I will not be adding anymore fish until I get a QT set up. Lost 1 cardinal and 1 Rummynose overnight. I will also get a kh gh test kit. I have a Sunsun sterilizer on the tank and turning it on last night. Should have turned it on when I added new fish. 

I can take the mature sponge out of my shrimp tanks and replace it with a new one (also has a 2213)
What temp for the QT Tank? Use a portion of RO water to get tank Water as close to their tanks as possible. Should I also do a round of general cure or erythromycin? How long do I QT? Is it ok if the qt tank is bare with no lights? Put some plants or something in there? Given the limits on my QT tank (10 gallons) I would assume I'm limited to one school at a time? I would like to add about 20 of each.


----------



## ChrisX (May 28, 2017)

The Dude1 said:


> I will not be adding anymore fish until I get a QT set up. Lost 1 cardinal and 1 Rummynose overnight. I will also get a kh gh test kit. I have a Sunsun sterilizer on the tank and turning it on last night. Should have turned it on when I added new fish.
> 
> I can take the mature sponge out of my shrimp tanks and replace it with a new one (also has a 2213)
> What temp for the QT Tank? Use a portion of RO water to get tank Water as close to their tanks as possible. Should I also do a round of general cure or erythromycin? How long do I QT? Is it ok if the qt tank is bare with no lights? Put some plants or something in there? Given the limits on my QT tank (10 gallons) I would assume I'm limited to one school at a time? I would like to add about 20 of each.


This is all good. 

I added 40 Neons to my 10g QT and it stirred alot of controversy. 38 of them survived for a month, but there was always a tiny bit of lingering ick, despite frequent water changes and gravel vac. When I added the Ick Guard, many of them died off, leaving me with 26.

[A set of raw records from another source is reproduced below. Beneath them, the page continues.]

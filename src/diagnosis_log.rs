//! # Diagnosis Log Module
//!
//! JSON history of delivered diagnoses. The file holds a single JSON array of
//! [`DiagnosisRecord`]s; a missing file is an empty history. The bot appends
//! to it after each successful reply and the `view_logs` binary renders it.

use anyhow::{Context, Result};
use chrono::{DateTime, Utc};
use serde::{Deserialize, Serialize};
use std::path::{Path, PathBuf};
use tokio::sync::Mutex;
use tracing::debug;

pub const EMPTY_HISTORY_MESSAGE: &str = "No diagnosis history found.";

const HEADERS: [&str; 5] = ["Timestamp", "Username", "Diagnosis", "Confidence", "Description"];

/// One delivered diagnosis
#[derive(Debug, Clone, PartialEq, Serialize, Deserialize)]
pub struct DiagnosisRecord {
    pub timestamp: String,
    pub username: String,
    pub label: String,
    /// Percentage in `[0, 100]`
    pub confidence: f64,
    pub description: String,
}

impl DiagnosisRecord {
    pub fn new(
        at: DateTime<Utc>,
        username: impl Into<String>,
        label: impl Into<String>,
        confidence: f64,
        description: impl Into<String>,
    ) -> Self {
        Self {
            timestamp: at.format("%Y-%m-%d %H:%M:%S").to_string(),
            username: username.into(),
            label: label.into(),
            confidence,
            description: description.into(),
        }
    }
}

/// Read every record; a missing file yields an empty history
pub fn load_records(path: &Path) -> Result<Vec<DiagnosisRecord>> {
    let content = match std::fs::read_to_string(path) {
        Ok(content) => content,
        Err(e) if e.kind() == std::io::ErrorKind::NotFound => return Ok(Vec::new()),
        Err(e) => return Err(e).with_context(|| format!("Failed to read {}", path.display())),
    };

    if content.trim().is_empty() {
        return Ok(Vec::new());
    }

    serde_json::from_str(&content).with_context(|| format!("Malformed diagnosis log {}", path.display()))
}

/// Append one record, rewriting the JSON array in place
pub fn append_record(path: &Path, record: DiagnosisRecord) -> Result<()> {
    let mut records = load_records(path)?;
    records.push(record);

    let json = serde_json::to_string_pretty(&records)?;
    std::fs::write(path, json).with_context(|| format!("Failed to write {}", path.display()))?;

    debug!(path = %path.display(), records = records.len(), "Diagnosis log updated");
    Ok(())
}

/// Diagnosis log shared by concurrent handlers; appends are serialized
pub struct DiagnosisLog {
    path: PathBuf,
    lock: Mutex<()>,
}

impl DiagnosisLog {
    pub fn new(path: impl Into<PathBuf>) -> Self {
        Self {
            path: path.into(),
            lock: Mutex::new(()),
        }
    }

    pub fn path(&self) -> &Path {
        &self.path
    }

    pub async fn append(&self, record: DiagnosisRecord) -> Result<()> {
        let _guard = self.lock.lock().await;
        let path = self.path.clone();
        tokio::task::spawn_blocking(move || append_record(&path, record)).await?
    }
}

/// Render records as a box-drawn console table
pub fn render_table(records: &[DiagnosisRecord]) -> String {
    if records.is_empty() {
        return EMPTY_HISTORY_MESSAGE.to_string();
    }

    let rows: Vec<[String; 5]> = records
        .iter()
        .map(|r| {
            [
                r.timestamp.clone(),
                r.username.clone(),
                r.label.clone(),
                format!("{:.2}%", r.confidence),
                r.description.clone(),
            ]
        })
        .collect();

    let mut widths = HEADERS.map(|h| h.chars().count());
    for row in &rows {
        for (width, cell) in widths.iter_mut().zip(row) {
            *width = (*width).max(cell.chars().count());
        }
    }

    let border = |left: &str, mid: &str, right: &str, fill: &str| {
        let segments: Vec<String> = widths.iter().map(|w| fill.repeat(w + 2)).collect();
        format!("{left}{}{right}", segments.join(mid))
    };
    let line = |cells: &[String]| {
        let padded: Vec<String> = cells
            .iter()
            .zip(widths.iter())
            .map(|(cell, w)| format!(" {cell}{} ", " ".repeat(w - cell.chars().count())))
            .collect();
        format!("│{}│", padded.join("│"))
    };

    let mut out = Vec::with_capacity(rows.len() * 2 + 3);
    out.push(border("╒", "╤", "╕", "═"));
    out.push(line(&HEADERS.map(String::from)));
    out.push(border("╞", "╪", "╡", "═"));
    for (i, row) in rows.iter().enumerate() {
        if i > 0 {
            out.push(border("├", "┼", "┤", "─"));
        }
        out.push(line(row));
    }
    out.push(border("╘", "╧", "╛", "═"));

    out.join("\n")
}
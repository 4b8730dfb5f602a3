//! Account service client.
//!
//! The service owns persistence of configurations, the trade ledger, and
//! credential facts. Every call is a single round-trip: no retries, no
//! optimistic state. The caller identity token rides along as a bearer
//! header and is never inspected here.

use std::time::Duration;

use reqwest::{Client, RequestBuilder, Response, StatusCode};
use rust_decimal::Decimal;
use tracing::debug;

use crate::credentials;
use crate::error::{Error, Result};
use crate::models::{BotConfig, BotRoster, StrategyType, TradeRecord};

use super::types::{BotConfigDto, OrderRequest, SaveCredentialsRequest, TradeRecordDto};

const DEFAULT_TIMEOUT: Duration = Duration::from_secs(30);

/// Client for the remote account service.
pub struct AccountClient {
    client: Client,
    base_url: String,
    identity: String,
}

impl AccountClient {
    /// Create a client for the given service, acting as `identity`.
    pub fn new(base_url: impl Into<String>, identity: impl Into<String>) -> Result<Self> {
        let client = Client::builder().timeout(DEFAULT_TIMEOUT).build()?;

        Ok(Self {
            client,
            base_url: base_url.into().trim_end_matches('/').to_string(),
            identity: identity.into(),
        })
    }

    fn url(&self, path: &str) -> String {
        format!("{}{}", self.base_url, path)
    }

    fn authed(&self, builder: RequestBuilder) -> RequestBuilder {
        builder.bearer_auth(&self.identity)
    }

    /// Reject calls the service answered but refused. A 404 on an indexed
    /// operation means the index went stale after a delete.
    async fn check(response: Response, index: Option<usize>) -> Result<Response> {
        let status = response.status();
        if status.is_success() {
            return Ok(response);
        }

        if status == StatusCode::NOT_FOUND {
            if let Some(index) = index {
                return Err(Error::IndexOutOfRange(index));
            }
        }

        let body = response.text().await.unwrap_or_default();
        Err(Error::Rejected(format!("{status} - {body}")))
    }

    /// Fetch the caller's configurations, in service order.
    pub async fn fetch_bot_configs(&self) -> Result<BotRoster> {
        let url = self.url("/bot-configs");
        debug!(url = %url, "Fetching bot configurations");

        let response = self.authed(self.client.get(&url)).send().await?;
        let dtos: Vec<BotConfigDto> = Self::check(response, None).await?.json().await?;

        let mut roster = BotRoster::default();
        for dto in dtos {
            roster.push(BotConfig::try_from(dto)?);
        }
        Ok(roster)
    }

    /// Append a new configuration.
    pub async fn save_bot_config(&self, config: &BotConfig) -> Result<()> {
        let url = self.url("/bot-configs");
        debug!(url = %url, strategy = %config.strategy_type(), "Saving bot configuration");

        let response = self
            .authed(self.client.post(&url))
            .json(&BotConfigDto::from(config))
            .send()
            .await?;
        Self::check(response, None).await?;
        Ok(())
    }

    /// Replace the configuration at `index` wholesale.
    pub async fn update_bot_config(&self, index: usize, config: &BotConfig) -> Result<()> {
        let url = self.url(&format!("/bot-configs/{index}"));
        debug!(url = %url, "Updating bot configuration");

        let response = self
            .authed(self.client.put(&url))
            .json(&BotConfigDto::from(config))
            .send()
            .await?;
        Self::check(response, Some(index)).await?;
        Ok(())
    }

    /// Delete the configuration at `index`. The service shifts every later
    /// configuration down by one position.
    pub async fn delete_bot_config(&self, index: usize) -> Result<()> {
        let url = self.url(&format!("/bot-configs/{index}"));
        debug!(url = %url, "Deleting bot configuration");

        let response = self.authed(self.client.delete(&url)).send().await?;
        Self::check(response, Some(index)).await?;
        Ok(())
    }

    /// Fetch the caller's trade ledger, oldest first.
    pub async fn fetch_trading_history(&self) -> Result<Vec<TradeRecord>> {
        let url = self.url("/trading-history");
        debug!(url = %url, "Fetching trading history");

        let response = self.authed(self.client.get(&url)).send().await?;
        let dtos: Vec<TradeRecordDto> = Self::check(response, None).await?.json().await?;

        Ok(dtos.into_iter().map(TradeRecord::from).collect())
    }

    /// Submit a manual order. Returns the service-assigned order id.
    pub async fn place_order(&self, request: &OrderRequest) -> Result<String> {
        let url = self.url("/orders");
        debug!(url = %url, symbol = %request.symbol, "Placing order");

        let response = self
            .authed(self.client.post(&url))
            .json(request)
            .send()
            .await?;
        let order_id = Self::check(response, None).await?.json().await?;
        Ok(order_id)
    }

    /// Current account balance in quote currency.
    pub async fn fetch_balance(&self) -> Result<Decimal> {
        let url = self.url("/balance");
        debug!(url = %url, "Fetching balance");

        let response = self.authed(self.client.get(&url)).send().await?;
        let balance = Self::check(response, None).await?.json().await?;
        Ok(balance)
    }

    /// Whether exchange credentials are on file for the caller.
    pub async fn has_api_credentials(&self) -> Result<bool> {
        let url = self.url("/credentials");
        debug!(url = %url, "Checking for stored credentials");

        let response = self.authed(self.client.get(&url)).send().await?;
        let exists = Self::check(response, None).await?.json().await?;
        Ok(exists)
    }

    /// Validate and store exchange credentials. Format violations are
    /// caught here, before anything crosses the network; the service may
    /// still reject the pair for provider-specific reasons.
    pub async fn save_api_credentials(
        &self,
        key: &str,
        secret: &str,
        enabled_bot_types: Vec<StrategyType>,
    ) -> Result<()> {
        credentials::validate(key, secret)?;

        let url = self.url("/credentials");
        debug!(url = %url, "Saving credentials");

        let request = SaveCredentialsRequest {
            api_key: key.to_string(),
            api_secret: secret.to_string(),
            enabled_bot_types,
        };
        let response = self
            .authed(self.client.put(&url))
            .json(&request)
            .send()
            .await?;
        Self::check(response, None).await?;
        Ok(())
    }

    /// Clear any stored credentials.
    pub async fn delete_api_credentials(&self) -> Result<()> {
        let url = self.url("/credentials");
        debug!(url = %url, "Deleting credentials");

        let response = self.authed(self.client.delete(&url)).send().await?;
        Self::check(response, None).await?;
        Ok(())
    }

    /// Ask the service to verify the stored credentials against the live
    /// exchange.
    pub async fn verify_api_credentials(&self) -> Result<bool> {
        let url = self.url("/credentials/verify");
        debug!(url = %url, "Verifying credentials");

        let response = self.authed(self.client.post(&url)).send().await?;
        let valid = Self::check(response, None).await?.json().await?;
        Ok(valid)
    }
}

#[cfg(test)]
mod tests {
    use super::*;
    use crate::credentials::CredentialError;

    #[tokio::test]
    async fn test_malformed_credentials_never_reach_the_wire() {
        // Unroutable base URL: if validation failed to short-circuit, the
        // call would surface Unavailable instead of the credential error.
        let client = AccountClient::new("http://127.0.0.1:0", "caller").unwrap();

        let err = client
            .save_api_credentials("bad key", &"y".repeat(32), vec![])
            .await
            .unwrap_err();
        assert!(matches!(
            err,
            Error::Credentials(CredentialError::KeyLengthOutOfRange)
        ));
    }

    #[test]
    fn test_base_url_trailing_slash_is_normalized() {
        let client = AccountClient::new("http://localhost:8080/", "caller").unwrap();
        assert_eq!(client.url("/balance"), "http://localhost:8080/balance");
    }
}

I learned a few things from this. Even with a good cycle, 40 small fish create a ton of nitrates over a very short time. Didnt help that I was trying to bulk them up for the MT.

Tank was seeded with established media, but there was always .25-.75ppm ammonia, so I was doing 50%WC every other day, and Prime daily.

It may have been that with the Ick Guard, I wasn't doing as frequent WC and a nitrate spike could have killed them, or it may have interacted with Prime, bound with it, or released ammonia, idk.

The point is I must concede 40 small fish in a 10g QT is too much. You can keep it going if you don't feed them much and with frequent WC, but if they do get struck with disease, it will be hard to recover.

I would say.. get 30 fish of one type with expectation that 5 will die, and you should be ok. I wanted 50 neons in my MT, but realized it would have to be done in a few batches.

Also, since the fish seem to be your main interest, consider going 24/7 Co2. You will probably find you can run much lower bps and the water will be constant.

Here is an update of the QT. Haven't shown it in two months. 26 In a 10g is a great display, but they will disappear in a larger tank.


----------



## The Bungulo (Aug 28, 2017)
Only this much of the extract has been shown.